Что тут говорить: Энекин был первым. За несколько лет он стал одним из героев войны. Орден развивал своего рыцаря, обеспечивая тылы, давал ему проявлять себя и закрывал глаза на многочисленные нарушения, отступление от правил, регламента, поощрял инициативу. И Энекин рос. Постепенно, набирая силу, он стал не без основания считаться одним из самых талантливых падаванов. Не зря же его так рано произвели в рыцари. Но внезапно, пару лет назад, Скайуокер словно замер в своем развитии. И бывший учитель никак не мог понять, что же его притормозило. Он придумывал тысячу причин, удивляясь метаморфозе, случившейся с учеником, который вдруг шагнул без видимой причины назад, в вечные вторые. Стал выжидать, а не действовать.
Теперь Кеноби не удивлялся.
Шок сменился горьким сожалением: так вот ради чего Энекин отказался от своего потенциала.
Ради семьи.
А ведь он мог стать самым лучшим. Но вместо продолжения развития он, как и миллиарды обычных пустых людей, нырнул в водоворот рутинных забот, не выходящих за рамки семейных проблем и карьеры. То, чем любят заниматься люди, называя настоящей жизнью, бессмысленно бегая по кругу, не понимая, зачем они живут и отчего страдают.
Это однозначно регресс. Падение. И частично виноват в этом – Оби-Ван. Он заметил влюбленность, но не отреагировал. А мог бы вспомнить, что, к сожалению, Скайуокеру не так повезло, как ему. Что в отличие от Кеноби Энекин до десяти лет жил с матерью, и впитал в себя плюсы семейного болота. И вот те ценности, отложившиеся в раннем детстве, постепенно проявились. И талантливый юноша, который мог бы стать гением, забыл, что только когда нет привязанностей, только когда ты одинок – только тогда ты свободен. Любовь цепкой хваткой опутала молодого рыцаря и заставила играть в старые как мир игры. Человек в таком положении ничем не лучше представителя животного мира: только там, чтобы привлечь самку, самец должен как-то выделиться, убить или отпугнуть противника. А люди пошли дальше по части «выделения», создав: искусство, науку, турниры и соревнования. По части отпугивания – тем более! Так как убийство совершенно не вписывалось в общие ценности, то «отпугивание» заменилось социальным расслоением. Престиж, статус, деньги – вот в какие игры вынужден играть человек, будучи рабом биологической программы. А все остальное лишь следствие древних инстинктов по продолжению рода, которым так легко подчиниться. Ибо, поддавшись однажды на ощущение счастья, трудно отказаться от желания повторить это состояние, продлить и удержать. Вот так поддавшись природе, три года назад, Энекин потерял свободу.
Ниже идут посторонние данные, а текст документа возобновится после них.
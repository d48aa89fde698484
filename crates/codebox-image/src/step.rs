//! Provisioning steps.
//!
//! Each step is a function from a snapshot and its own parameters to the next
//! snapshot, or a failure. Preconditions that the ordering policy relies on are
//! checked here again at execution time, so a plan that slipped past the static
//! check still cannot put the image into an inconsistent state.

use codebox_core::path_validation::{normalize_container_path, parent};
use codebox_core::recipe::BaseImageRef;
use serde::{Deserialize, Serialize};

use crate::base;
use crate::error::ProvisionError;
use crate::extract::extract_tar_gz;
use crate::fetch::{verify_sha256, Fetcher};
use crate::packages::{install_packages, PackageCatalog};
use crate::snapshot::Snapshot;
use crate::users::create_user;

/// Collaborators a step may call out to.
pub struct StepContext<'a> {
    pub catalog: &'a dyn PackageCatalog,
    pub fetcher: &'a dyn Fetcher,
}

/// One entry of the provisioning transaction log.
#[derive(Debug, Clone, PartialEq, Eq, Serialize, Deserialize)]
#[serde(tag = "op", rename_all = "kebab-case")]
pub enum Step {
    SelectBase {
        base: BaseImageRef,
    },
    InstallPackages {
        packages: Vec<String>,
    },
    FetchArchive {
        url: String,
        dest: String,
        #[serde(default, skip_serializing_if = "Option::is_none")]
        sha256: Option<String>,
    },
    ExtractArchive {
        archive: String,
        destination: String,
        /// Directory the archive must produce.
        #[serde(default, skip_serializing_if = "Option::is_none")]
        expect: Option<String>,
    },
    RemoveArchive {
        path: String,
    },
    AppendPath {
        dir: String,
    },
    CreateUser {
        name: String,
        home: String,
        shell: String,
    },
    SetIdentity {
        user: String,
    },
    SetWorkdir {
        path: String,
    },
    SetCommand {
        argv: Vec<String>,
    },
}

impl Step {
    /// Stable kebab-case name, as serialized in `op`.
    pub fn name(&self) -> &'static str {
        match self {
            Step::SelectBase { .. } => "select-base",
            Step::InstallPackages { .. } => "install-packages",
            Step::FetchArchive { .. } => "fetch-archive",
            Step::ExtractArchive { .. } => "extract-archive",
            Step::RemoveArchive { .. } => "remove-archive",
            Step::AppendPath { .. } => "append-path",
            Step::CreateUser { .. } => "create-user",
            Step::SetIdentity { .. } => "set-identity",
            Step::SetWorkdir { .. } => "set-workdir",
            Step::SetCommand { .. } => "set-command",
        }
    }

    /// Steps that must run as root, before the identity switch. The switch
    /// itself is one of them, which makes it irreversible.
    pub fn requires_privilege(&self) -> bool {
        matches!(
            self,
            Step::InstallPackages { .. }
                | Step::FetchArchive { .. }
                | Step::ExtractArchive { .. }
                | Step::RemoveArchive { .. }
                | Step::CreateUser { .. }
                | Step::SetIdentity { .. }
        )
    }

    pub fn describe(&self) -> String {
        match self {
            Step::SelectBase { base } => format!("select base image {}", base),
            Step::InstallPackages { packages } => format!("install packages {}", packages.join(" ")),
            Step::FetchArchive { url, dest, sha256 } => match sha256 {
                Some(digest) => format!("fetch {} to {} (sha256 {})", url, dest, digest),
                None => format!("fetch {} to {}", url, dest),
            },
            Step::ExtractArchive {
                archive,
                destination,
                ..
            } => format!("extract {} into {}", archive, destination),
            Step::RemoveArchive { path } => format!("remove {}", path),
            Step::AppendPath { dir } => format!("append {} to PATH", dir),
            Step::CreateUser { name, home, shell } => {
                format!("create user {} (home {}, shell {})", name, home, shell)
            }
            Step::SetIdentity { user } => format!("switch identity to {}", user),
            Step::SetWorkdir { path } => format!("set working directory {}", path),
            Step::SetCommand { argv } => format!("set startup command {:?}", argv),
        }
    }

    /// Apply the step. Returns the next snapshot and a short detail line.
    pub fn apply(
        &self,
        mut snapshot: Snapshot,
        ctx: &StepContext<'_>,
    ) -> Result<(Snapshot, String), ProvisionError> {
        if self.requires_privilege() && !snapshot.is_privileged() {
            return Err(ProvisionError::PrivilegeRequired {
                step: self.name().to_string(),
                user: snapshot.identity().to_string(),
            });
        }

        let detail = match self {
            Step::SelectBase { base } => {
                snapshot = base::seed(base)?;
                format!("{} files", snapshot.paths().count())
            }
            Step::InstallPackages { packages } => {
                let installed = install_packages(&mut snapshot, ctx.catalog, packages)?;
                format!("{} newly installed", installed.len())
            }
            Step::FetchArchive { url, dest, sha256 } => {
                let dest = normalize(dest)?;
                let dir = parent(&dest).unwrap_or("/");
                if !snapshot.is_dir(dir) {
                    return Err(ProvisionError::Download {
                        url: url.clone(),
                        reason: format!("{}: No such file or directory", dir),
                    });
                }
                let bytes = ctx.fetcher.fetch(url)?;
                if let Some(expected) = sha256 {
                    verify_sha256(url, &bytes, expected)?;
                }
                let size = bytes.len();
                let user = snapshot.active_user().clone();
                snapshot.stage_file(&dest, bytes, user.uid, user.gid)?;
                format!("{} bytes", size)
            }
            Step::ExtractArchive {
                archive,
                destination,
                expect,
            } => {
                let archive = normalize(archive)?;
                let destination = normalize(destination)?;
                let bytes = snapshot.take_staged(&archive).ok_or_else(|| {
                    ProvisionError::Extraction {
                        destination: destination.clone(),
                        reason: format!("{}: Cannot open: No such file or directory", archive),
                    }
                })?;
                let user = snapshot.active_user().clone();
                let extracted = extract_tar_gz(&mut snapshot, &bytes, &destination, user.uid, user.gid);
                snapshot.restore_staged(&archive, bytes);
                let summary = extracted?;
                if let Some(expect) = expect {
                    if !snapshot.is_dir(expect) {
                        return Err(ProvisionError::Extraction {
                            destination,
                            reason: format!("archive did not produce {}", expect),
                        });
                    }
                }
                format!(
                    "{} files, {} dirs, {} symlinks",
                    summary.files, summary.dirs, summary.symlinks
                )
            }
            Step::RemoveArchive { path } => {
                let removed = snapshot.remove(path)?;
                format!("{} entries removed", removed)
            }
            Step::AppendPath { dir } => {
                let dir = normalize(dir)?;
                if !snapshot.is_dir(&dir) {
                    return Err(ProvisionError::path(
                        dir,
                        "cannot append to PATH: no such directory",
                    ));
                }
                let path = match snapshot.env("PATH") {
                    Some(current) if !current.is_empty() => format!("{}:{}", current, dir),
                    _ => dir,
                };
                snapshot.set_env("PATH", path.clone());
                format!("PATH={}", path)
            }
            Step::CreateUser { name, home, shell } => {
                let home = normalize(home)?;
                let entry = create_user(&mut snapshot, name, &home, shell)?;
                format!("uid {}", entry.uid)
            }
            Step::SetIdentity { user } => {
                let uid = snapshot
                    .user(user)
                    .map(|u| u.uid)
                    .ok_or_else(|| ProvisionError::UserCreation {
                        name: user.clone(),
                        reason: "no such user".to_string(),
                    })?;
                if uid == crate::snapshot::ROOT_UID {
                    return Err(ProvisionError::PrivilegedIdentity { user: user.clone() });
                }
                snapshot.set_identity(user);
                format!("uid {}", uid)
            }
            Step::SetWorkdir { path } => {
                let path = normalize(path)?;
                snapshot.set_workdir(path.clone());
                path
            }
            Step::SetCommand { argv } => {
                snapshot.set_command(argv.clone());
                format!("{:?}", argv)
            }
        };
        Ok((snapshot, detail))
    }
}

fn normalize(path: &str) -> Result<String, ProvisionError> {
    normalize_container_path(path).map_err(|e| ProvisionError::path(path, e.reason()))
}

#[cfg(test)]
mod tests {
    use super::*;
    use crate::extract::tests::go_archive;
    use crate::fetch::{sha256_hex, MemoryFetcher};
    use crate::packages::AptCatalog;

    const URL: &str = "https://golang.org/dl/go1.18.10.linux-amd64.tar.gz";

    fn run(steps: &[Step], fetcher: &MemoryFetcher) -> Result<Snapshot, ProvisionError> {
        let catalog = AptCatalog::focal();
        let ctx = StepContext {
            catalog: &catalog,
            fetcher,
        };
        let mut snap = Snapshot::empty();
        for step in steps {
            snap = step.apply(snap, &ctx)?.0;
        }
        Ok(snap)
    }

    fn select_focal() -> Step {
        Step::SelectBase {
            base: BaseImageRef::new("ubuntu", "20.04"),
        }
    }

    fn fetch(sha256: Option<String>) -> Step {
        Step::FetchArchive {
            url: URL.to_string(),
            dest: "/go.tgz".to_string(),
            sha256,
        }
    }

    fn extract() -> Step {
        Step::ExtractArchive {
            archive: "/go.tgz".to_string(),
            destination: "/usr/local".to_string(),
            expect: Some("/usr/local/go".to_string()),
        }
    }

    #[test]
    fn test_serde_shape() {
        let step = Step::AppendPath {
            dir: "/usr/local/go/bin".to_string(),
        };
        let json = serde_json::to_string(&step).unwrap();
        assert_eq!(json, r#"{"op":"append-path","dir":"/usr/local/go/bin"}"#);
        let back: Step = serde_json::from_str(&json).unwrap();
        assert_eq!(back, step);
        assert_eq!(step.name(), "append-path");
    }

    #[test]
    fn test_fetch_extract_remove() {
        let archive = go_archive();
        let digest = sha256_hex(&archive);
        let fetcher = MemoryFetcher::new().with(URL, archive);
        let snap = run(
            &[
                select_focal(),
                fetch(Some(digest)),
                extract(),
                Step::RemoveArchive {
                    path: "/go.tgz".to_string(),
                },
            ],
            &fetcher,
        )
        .unwrap();

        assert!(snap.is_dir("/usr/local/go/bin"));
        assert!(!snap.exists("/go.tgz"));
        assert!(snap.clone().take_staged("/go.tgz").is_none());
    }

    #[test]
    fn test_digest_mismatch_is_download_failure() {
        let fetcher = MemoryFetcher::new().with(URL, go_archive());
        let err = run(&[select_focal(), fetch(Some("0".repeat(64)))], &fetcher).unwrap_err();
        assert!(matches!(err, ProvisionError::Download { .. }));
    }

    #[test]
    fn test_archive_stays_staged_until_removed() {
        let fetcher = MemoryFetcher::new().with(URL, go_archive());
        let mut snap = run(&[select_focal(), fetch(None), extract(), extract()], &fetcher).unwrap();
        assert_eq!(snap.take_staged("/go.tgz").map(|b| b.len()), Some(go_archive().len()));
    }

    #[test]
    fn test_extract_without_fetch() {
        let err = run(&[select_focal(), extract()], &MemoryFetcher::new()).unwrap_err();
        assert!(matches!(err, ProvisionError::Extraction { .. }));
    }

    #[test]
    fn test_expected_dir_missing() {
        let fetcher = MemoryFetcher::new().with(URL, go_archive());
        let wrong = Step::ExtractArchive {
            archive: "/go.tgz".to_string(),
            destination: "/usr/local".to_string(),
            expect: Some("/usr/local/golang".to_string()),
        };
        let err = run(&[select_focal(), fetch(None), wrong], &fetcher).unwrap_err();
        assert!(err.to_string().contains("archive did not produce /usr/local/golang"));
    }

    #[test]
    fn test_append_path_requires_directory() {
        let err = run(
            &[
                select_focal(),
                Step::AppendPath {
                    dir: "/usr/local/go/bin".to_string(),
                },
            ],
            &MemoryFetcher::new(),
        )
        .unwrap_err();
        assert!(matches!(err, ProvisionError::Path { .. }));
    }

    #[test]
    fn test_identity_switch_is_irreversible() {
        let create = Step::CreateUser {
            name: "runner".to_string(),
            home: "/home/runner".to_string(),
            shell: "/bin/bash".to_string(),
        };
        let switch = Step::SetIdentity {
            user: "runner".to_string(),
        };
        let snap = run(&[select_focal(), create.clone(), switch.clone()], &MemoryFetcher::new()).unwrap();
        assert_eq!(snap.identity(), "runner");
        assert!(!snap.is_privileged());

        let err = run(
            &[select_focal(), create, switch, Step::InstallPackages { packages: vec!["git".to_string()] }],
            &MemoryFetcher::new(),
        )
        .unwrap_err();
        assert_eq!(
            err.to_string(),
            "step 'install-packages' requires root but the active identity is 'runner'"
        );
    }

    #[test]
    fn test_switch_to_unknown_or_root() {
        let err = run(
            &[select_focal(), Step::SetIdentity { user: "ghost".to_string() }],
            &MemoryFetcher::new(),
        )
        .unwrap_err();
        assert!(matches!(err, ProvisionError::UserCreation { .. }));

        let err = run(
            &[select_focal(), Step::SetIdentity { user: "root".to_string() }],
            &MemoryFetcher::new(),
        )
        .unwrap_err();
        assert!(matches!(err, ProvisionError::PrivilegedIdentity { .. }));
    }
}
Присоединение к Палпатину, игнорирование долга, интриганство – это уже следствие. Конечно, а что ему остается делать. Кто он в этом другом мире, населенном простыми обывателями? Где его стержень здесь? Только статус. Вот поэтому-то и приходится цепляться за положение в социуме. Но каково оно? Кто он? Герой войны? На это не проживешь. Слава – явление временное, и завтра о герое забудут. Энекин должен был все это понимать. Неудивительно что, следуя за своими амбициями, он пришел к канцлеру. И почему Падме считает, что именно Палпатин манипулирует джедаем? Разве, не-форсъюзеру такое под силу, пускай он сто раз гений комбинаций и самый умный человек в Галактике?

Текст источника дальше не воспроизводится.